STATE OF NEW JERSEY IN THE INTEREST OF A.J.F., A JUVENILE.


On appeal from Superior Court of New Jersey, Chancery Division, Family Part, Union County, Docket Nos. FJ-20-1741-09 and FJ-20-1833-09.

Per curiam.

RECORD IMPOUNDED

NOT FOR PUBLICATION WITHOUT THE APPROVAL OF THE APPELLATE DIVISION

Submitted March 6, 2012 - Before Judges Payne and Reisner.

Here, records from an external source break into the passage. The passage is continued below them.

//! End-to-end engine behavior through the CPU backend: value semantics,
//! graph rewrites, serialization equivalence, and cache collection.

use anyhow::Result;
use rand::{Rng, SeedableRng};

use skein::graph::{self, Variable};
use skein::ops;
use skein::tensor::{DType, MapMode, RawTensor, Shape, TensorData};
use skein::{EngineError, Executor};

fn setup() {
    skein_backend_cpu::register();
}

fn f32_bytes(values: &[f32]) -> Vec<u8> {
    values.iter().flat_map(|v| v.to_le_bytes()).collect()
}

#[test]
fn host_tensor_plus_one_round_trip() -> Result<()> {
    setup();

    // Host tensor of shape [1,3,2,2] with a known pattern.
    let mut rng = rand::rngs::StdRng::seed_from_u64(0x5eed);
    let shape = Shape::new(vec![1, 3, 2, 2]);
    let pattern: Vec<f32> = (0..12).map(|_| rng.gen_range(-4.0..4.0)).collect();
    let mut tensor = RawTensor::from_host_data(shape.clone(), DType::F32, &f32_bytes(&pattern))?;

    // Wrap as a variable, add a constant-1 of matching shape, read back.
    let wrapped = Variable::constant(tensor.to_data());
    let ones = Variable::constant(TensorData::from_f32(shape.clone(), vec![1.0; 12])?);
    let sum = ops::add(&wrapped, &ones)?;
    let result = sum.read()?;

    for (output, input) in result.as_f32()?.iter().zip(&pattern) {
        assert_eq!(*output, input + 1.0);
    }

    // The original buffer is untouched and still mappable.
    let ptr = tensor.map(MapMode::Read)?;
    assert!(!ptr.is_null());
    tensor.unmap()?;
    Ok(())
}

#[test]
fn replace_rewires_consumers_and_values() {
    setup();

    let weight = Variable::constant(
        TensorData::from_f32(Shape::new(vec![2]), vec![10.0, 20.0]).unwrap(),
    );
    let bias = Variable::constant(TensorData::from_f32(Shape::new(vec![2]), vec![1.0, 1.0]).unwrap());
    let out = ops::add(&weight, &bias).unwrap();
    assert_eq!(out.read().unwrap().as_f32().unwrap(), &[11.0, 21.0]);

    // In-place parameter update: existing handles observe the new value.
    let updated = Variable::constant(
        TensorData::from_f32(Shape::new(vec![2]), vec![100.0, 200.0]).unwrap(),
    );
    Variable::replace(&weight, &updated).unwrap();
    assert_eq!(weight.read().unwrap().as_f32().unwrap(), &[100.0, 200.0]);
    assert_eq!(out.read().unwrap().as_f32().unwrap(), &[101.0, 201.0]);
}

#[test]
fn input_write_invalidates_downstream() {
    setup();

    let input = Variable::input(DType::F32, Some(Shape::new(vec![2])));
    let two = Variable::constant(TensorData::from_f32(Shape::new(vec![2]), vec![2.0, 2.0]).unwrap());
    let doubled = ops::mul(&input, &two).unwrap();

    input
        .write(&TensorData::from_f32(Shape::new(vec![2]), vec![3.0, 4.0]).unwrap())
        .unwrap();
    assert_eq!(doubled.read().unwrap().as_f32().unwrap(), &[6.0, 8.0]);

    input
        .write(&TensorData::from_f32(Shape::new(vec![2]), vec![5.0, 6.0]).unwrap())
        .unwrap();
    assert_eq!(doubled.read().unwrap().as_f32().unwrap(), &[10.0, 12.0]);
}

#[test]
fn write_map_pointer_feeds_the_graph() {
    setup();

    let input = Variable::input(DType::F32, Some(Shape::new(vec![4])));
    let (ptr, len) = input.write_map().unwrap();
    assert_eq!(len, 16);
    unsafe {
        let data = std::slice::from_raw_parts_mut(ptr as *mut f32, 4);
        data.copy_from_slice(&[1.0, 2.0, 3.0, 4.0]);
    }
    input.unmap().unwrap();

    let negated = ops::neg(&input).unwrap();
    assert_eq!(
        negated.read().unwrap().as_f32().unwrap(),
        &[-1.0, -2.0, -3.0, -4.0]
    );
}

#[test]
fn resize_invalidates_downstream_shapes() {
    setup();

    let input = Variable::input(DType::F32, Some(Shape::new(vec![1, 3])));
    let halved = ops::mul(&input, &Variable::scalar(0.5)).unwrap();
    assert_eq!(halved.info().unwrap().shape.dims(), &[1, 3]);

    input.resize(vec![4, 3]).unwrap();
    assert_eq!(halved.info().unwrap().shape.dims(), &[4, 3]);
    assert_eq!(halved.read().unwrap().shape().dims(), &[4, 3]);
}

#[test]
fn save_load_reproduces_values() {
    setup();

    let a = Variable::constant(
        TensorData::from_f32(Shape::new(vec![2, 2]), vec![1.0, 2.0, 3.0, 4.0]).unwrap(),
    );
    let b = Variable::constant(
        TensorData::from_f32(Shape::new(vec![2, 2]), vec![0.5, 0.5, 0.5, 0.5]).unwrap(),
    );
    let product = ops::matmul(&a, &b).unwrap();
    let out = ops::add(&product, &Variable::scalar(1.0)).unwrap();
    out.set_name("result").unwrap();
    let expected = out.read().unwrap();

    let bytes = graph::save(std::slice::from_ref(&out)).unwrap();
    let loaded = graph::load_map(&bytes).unwrap();
    assert_eq!(loaded.len(), 1);
    let (name, reloaded) = &loaded[0];
    assert_eq!(name, "result");

    let replayed = reloaded.read().unwrap();
    assert_eq!(replayed.shape().dims(), expected.shape().dims());
    assert_eq!(replayed.as_f32().unwrap(), expected.as_f32().unwrap());
}

#[test]
fn save_load_file_round_trip() {
    setup();

    let dir = tempfile::tempdir().unwrap();
    let path = dir.path().join("graph.skein");

    let value = Variable::constant(
        TensorData::from_f32(Shape::new(vec![3]), vec![7.0, 8.0, 9.0]).unwrap(),
    );
    let out = ops::sqrt(&value).unwrap();
    graph::save_file(std::slice::from_ref(&out), &path).unwrap();

    let loaded = graph::load_file(&path).unwrap();
    assert_eq!(loaded.len(), 1);
    let replayed = loaded[0].read().unwrap();
    assert_eq!(replayed.as_f32().unwrap(), out.read().unwrap().as_f32().unwrap());
}

#[test]
fn gc_keeps_live_values_recomputable() {
    setup();

    let a = Variable::constant(TensorData::from_f32(Shape::new(vec![2]), vec![1.0, 2.0]).unwrap());
    let b = Variable::constant(TensorData::from_f32(Shape::new(vec![2]), vec![3.0, 4.0]).unwrap());
    let mid = ops::add(&a, &b).unwrap();
    let out = ops::mul(&mid, &Variable::scalar(2.0)).unwrap();
    drop(mid);

    assert_eq!(out.read().unwrap().as_f32().unwrap(), &[8.0, 12.0]);

    // Collect cached intermediates; the held output must stay correct.
    Executor::current().gc();
    assert_eq!(out.read().unwrap().as_f32().unwrap(), &[8.0, 12.0]);
}

#[test]
fn mismatched_shapes_are_reported() {
    setup();

    let a = Variable::constant(TensorData::from_f32(Shape::new(vec![2]), vec![1.0, 2.0]).unwrap());
    let b = Variable::constant(
        TensorData::from_f32(Shape::new(vec![3]), vec![1.0, 2.0, 3.0]).unwrap(),
    );
    let sum = ops::add(&a, &b).unwrap();
    assert!(matches!(
        sum.read(),
        Err(EngineError::ShapeMismatch(_))
    ));
}
//! Serialized graph format: save/load of named output variables together
//! with their transitive input subgraph.
//!
//! The binary form is bincode; a JSON dump exists for debugging. The
//! format carries a version tag checked on load. Round-tripping
//! save-then-load reproduces an observably equivalent graph: same
//! structure, same leaf payloads, same output names.

use std::collections::HashMap;
use std::path::Path;

use serde::{Deserialize, Serialize};

use super::handle::Variable;
use super::node::{ExprId, ExprNode, HostPayload, LayoutOrder, OpKind, SlotId, VarInfo, VarTarget};
use super::store::{with_store, GraphStore};
use crate::backend::{EngineError, EngineResult};
use crate::tensor::{DType, Shape};

/// Format tag enforced by this build.
pub const FORMAT_TAG: &str = "skein.graph.v1";

#[derive(Debug, Clone, Serialize, Deserialize)]
pub(crate) struct PayloadProto {
    pub dtype: DType,
    pub shape: Shape,
    pub bytes: Vec<u8>,
}

#[derive(Debug, Clone, Serialize, Deserialize)]
pub(crate) struct NodeProto {
    pub kind: OpKind,
    /// Edges as (producer proto index, output index); producers always
    /// precede consumers.
    pub inputs: Vec<(u32, u32)>,
    pub output_count: u32,
    pub name: Option<String>,
    pub output_names: Vec<Option<String>>,
    pub layout: LayoutOrder,
    pub payload: Option<PayloadProto>,
}

#[derive(Debug, Clone, Serialize, Deserialize)]
pub(crate) struct OutputProto {
    pub name: String,
    pub node: u32,
    pub output: u32,
}

/// Serialized graph: a topologically ordered node list plus named outputs.
#[derive(Debug, Clone, Serialize, Deserialize)]
pub struct GraphProto {
    version: String,
    pub(crate) nodes: Vec<NodeProto>,
    pub(crate) outputs: Vec<OutputProto>,
}

impl GraphProto {
    pub fn to_bytes(&self) -> EngineResult<Vec<u8>> {
        Ok(bincode::serialize(self)?)
    }

    pub fn from_bytes(bytes: &[u8]) -> EngineResult<GraphProto> {
        let proto: GraphProto = bincode::deserialize(bytes)?;
        if proto.version != FORMAT_TAG {
            return Err(EngineError::Serde(format!(
                "graph format '{}' does not match expected '{FORMAT_TAG}'",
                proto.version
            )));
        }
        Ok(proto)
    }

    /// Human-readable dump for debugging.
    pub fn to_json(&self) -> EngineResult<String> {
        Ok(serde_json::to_string_pretty(self)?)
    }

    pub fn output_names(&self) -> Vec<String> {
        self.outputs.iter().map(|o| o.name.clone()).collect()
    }
}

/// Serializes the named variables and their transitive subgraph.
pub fn save(vars: &[Variable]) -> EngineResult<Vec<u8>> {
    snapshot(vars)?.0.to_bytes()
}

/// Serializes to a file.
pub fn save_file(vars: &[Variable], path: impl AsRef<Path>) -> EngineResult<()> {
    let bytes = save(vars)?;
    std::fs::write(path, bytes)?;
    Ok(())
}

/// Captures the subgraph of `vars` into a proto, returning the proto plus
/// each variable's (node, output) coordinates inside it.
pub(crate) fn snapshot(vars: &[Variable]) -> EngineResult<(GraphProto, Vec<(u32, u32)>)> {
    with_store(|store| {
        let mut targets = Vec::with_capacity(vars.len());
        for var in vars {
            targets.push(store.target_of(var.slot_id())?);
        }

        let order = input_post_order(store, &targets)?;
        let mut proto_index: HashMap<u32, u32> = HashMap::new();
        let mut nodes = Vec::with_capacity(order.len());
        for (i, id) in order.iter().enumerate() {
            proto_index.insert(id.index, i as u32);
            let node = store.node(*id)?;
            let mut inputs = Vec::with_capacity(node.inputs.len());
            for slot in &node.inputs {
                let target = store.target_of(*slot)?;
                let producer = proto_index
                    .get(&target.node.index)
                    .copied()
                    .expect("post-order places producers before consumers");
                inputs.push((producer, target.output as u32));
            }
            nodes.push(NodeProto {
                kind: node.kind.clone(),
                inputs,
                output_count: node.output_count as u32,
                name: node.name.clone(),
                output_names: node.output_names.clone(),
                layout: node.layout,
                payload: node.payload.as_ref().map(|payload| PayloadProto {
                    dtype: payload.dtype,
                    shape: payload.shape.clone(),
                    bytes: payload.bytes.clone(),
                }),
            });
        }

        let mut outputs = Vec::with_capacity(targets.len());
        let mut coords = Vec::with_capacity(targets.len());
        for (i, target) in targets.iter().enumerate() {
            let node_index = proto_index[&target.node.index];
            let node = store.node(target.node)?;
            let name = node
                .output_names
                .get(target.output)
                .and_then(|n| n.clone())
                .or_else(|| node.name.clone())
                .unwrap_or_else(|| format!("output:{i}"));
            outputs.push(OutputProto {
                name,
                node: node_index,
                output: target.output as u32,
            });
            coords.push((node_index, target.output as u32));
        }

        Ok((
            GraphProto {
                version: FORMAT_TAG.to_string(),
                nodes,
                outputs,
            },
            coords,
        ))
    })
}

/// Post-order over the input edges of the targets' producers.
fn input_post_order(store: &GraphStore, targets: &[VarTarget]) -> EngineResult<Vec<ExprId>> {
    let mut order = Vec::new();
    let mut done: std::collections::HashSet<u32> = std::collections::HashSet::new();
    for target in targets {
        let mut frames: Vec<(ExprId, usize)> = vec![(target.node, 0)];
        while let Some((id, child)) = frames.pop() {
            if done.contains(&id.index) && child == 0 {
                continue;
            }
            let node = store.node(id)?;
            if child < node.inputs.len() {
                frames.push((id, child + 1));
                let dep = store.target_of(node.inputs[child])?;
                if !done.contains(&dep.node.index) {
                    frames.push((dep.node, 0));
                }
            } else if done.insert(id.index) {
                order.push(id);
            }
        }
    }
    Ok(order)
}

/// Rebuilds a serialized graph into the arena, returning one variable per
/// stored named output.
pub fn load(bytes: &[u8]) -> EngineResult<Vec<Variable>> {
    let proto = GraphProto::from_bytes(bytes)?;
    instantiate(&proto)
}

/// Loads and pairs each output variable with its stored name.
pub fn load_map(bytes: &[u8]) -> EngineResult<Vec<(String, Variable)>> {
    let proto = GraphProto::from_bytes(bytes)?;
    let names = proto.output_names();
    let vars = instantiate(&proto)?;
    Ok(names.into_iter().zip(vars).collect())
}

/// Loads from a file.
pub fn load_file(path: impl AsRef<Path>) -> EngineResult<Vec<Variable>> {
    let bytes = std::fs::read(path)?;
    load(&bytes)
}

/// Instantiates a proto's nodes into the arena.
pub(crate) fn instantiate(proto: &GraphProto) -> EngineResult<Vec<Variable>> {
    let slots = with_store(|store| {
        let mut created: Vec<ExprId> = Vec::with_capacity(proto.nodes.len());
        // One shared slot per referenced (node, output) pair, released
        // after wiring so only consumer edges keep them alive.
        let mut wiring: HashMap<(u32, u32), SlotId> = HashMap::new();

        let result = (|| -> EngineResult<Vec<SlotId>> {
            for node_proto in &proto.nodes {
                let mut inputs = Vec::with_capacity(node_proto.inputs.len());
                for (producer, output) in &node_proto.inputs {
                    let id = *created.get(*producer as usize).ok_or_else(|| {
                        EngineError::Serde(format!(
                            "graph proto references node {producer} before definition"
                        ))
                    })?;
                    let slot = match wiring.entry((*producer, *output)) {
                        std::collections::hash_map::Entry::Occupied(e) => *e.get(),
                        std::collections::hash_map::Entry::Vacant(e) => *e.insert(
                            store.new_slot(VarTarget {
                                node: id,
                                output: *output as usize,
                            })?,
                        ),
                    };
                    inputs.push(slot);
                }

                let output_count = node_proto.output_count as usize;
                let mut node = ExprNode::new(node_proto.kind.clone(), inputs, output_count);
                node.name = node_proto.name.clone();
                node.output_names = node_proto.output_names.clone();
                node.layout = node_proto.layout;
                if let Some(payload) = &node_proto.payload {
                    node.info = vec![Some(VarInfo {
                        shape: payload.shape.clone(),
                        dtype: payload.dtype,
                        order: node_proto.layout,
                    })];
                    node.payload = Some(HostPayload {
                        dtype: payload.dtype,
                        shape: payload.shape.clone(),
                        bytes: payload.bytes.clone(),
                        map_state: crate::tensor::MapState::Unmapped,
                    });
                }
                created.push(store.create_expr(node)?);
            }

            let mut out_slots = Vec::with_capacity(proto.outputs.len());
            for output in &proto.outputs {
                let id = *created.get(output.node as usize).ok_or_else(|| {
                    EngineError::Serde(format!("graph proto output references node {}", output.node))
                })?;
                out_slots.push(store.new_slot(VarTarget {
                    node: id,
                    output: output.output as usize,
                })?);
            }
            Ok(out_slots)
        })();

        // Drop the construction references whether or not wiring succeeded;
        // consumer edges (or nothing) keep the graph alive from here.
        for slot in wiring.into_values() {
            store.slot_unref(slot);
        }
        for id in created.into_iter().rev() {
            store.release_orphan(id);
        }
        result
    })?;

    Ok(slots.into_iter().map(Variable::from_slot).collect())
}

Juvenile, A.J.F., age seventeen, appeals from adjudications of delinquency, finding that he committed acts that, if committed as an adult, would constitute first-degree aggravated sexual assault on a four-year-old girl, A.R.G., N.J.S.A. 2C:14-2a(1), and third-degree endangering the welfare of A.R.G., N.J.S.A. 2C:24-4a. He also appeals his sentence, which consisted of commitment to the Training School for Boys for an indeterminate term not to exceed three years, subject to recall after one year, on the aggravated sexual assault, and a concurrent term of two years on the endangering disposition. Both sentences were to be served concurrently with a three-year commitment for armed robbery - an act of delinquency occurring while the present matter was pending, which is not a subject of this appeal.

On appeal, defendant raises the following issues for our consideration:

POINT I

THE TRIAL COURT ERRED IN RULING A.R.G. COMPETENT TO TESTIFY AT TRIAL BECAUSE THE REQUIREMENTS OF N.J.R.E. 601(b) WERE NOT SATISFIED.

POINT II

THE TRIAL COURT ERRED BY PERMITTING THE STATE TO ELICIT EXCESSIVELY DETAILED TESTIMONY FROM A.R.G.'S GRANDMOTHER UNDER THE FRESH COMPLAINT EXCEPTION TO THE HEARSAY RULE (NOT RAISED BELOW).

POINT III

THE COURT ERRED IN FAILING TO MERGE THE ADJUDICATION OF DELINQUENCY FOR ENDANGERING WITH THE ADJUDICATION OF DELINQUENCY FOR AGGRAVATED SEXUAL ASSAULT BECAUSE A.G.F. HAD NO LEGAL DUTY OR RESPONSIBILITY TO CARE FOR A.R.G.

POINT IV

THE COURT MISAPPLIED ITS DISCRETION IN IMPOSING DISPOSITION DUE TO ITS IMPROPER FINDINGS OF AGGRAVATING FACTORS AND ITS FAILURE TO FIND APPLICABLE MITIGATING FACTORS (NOT RAISED BELOW).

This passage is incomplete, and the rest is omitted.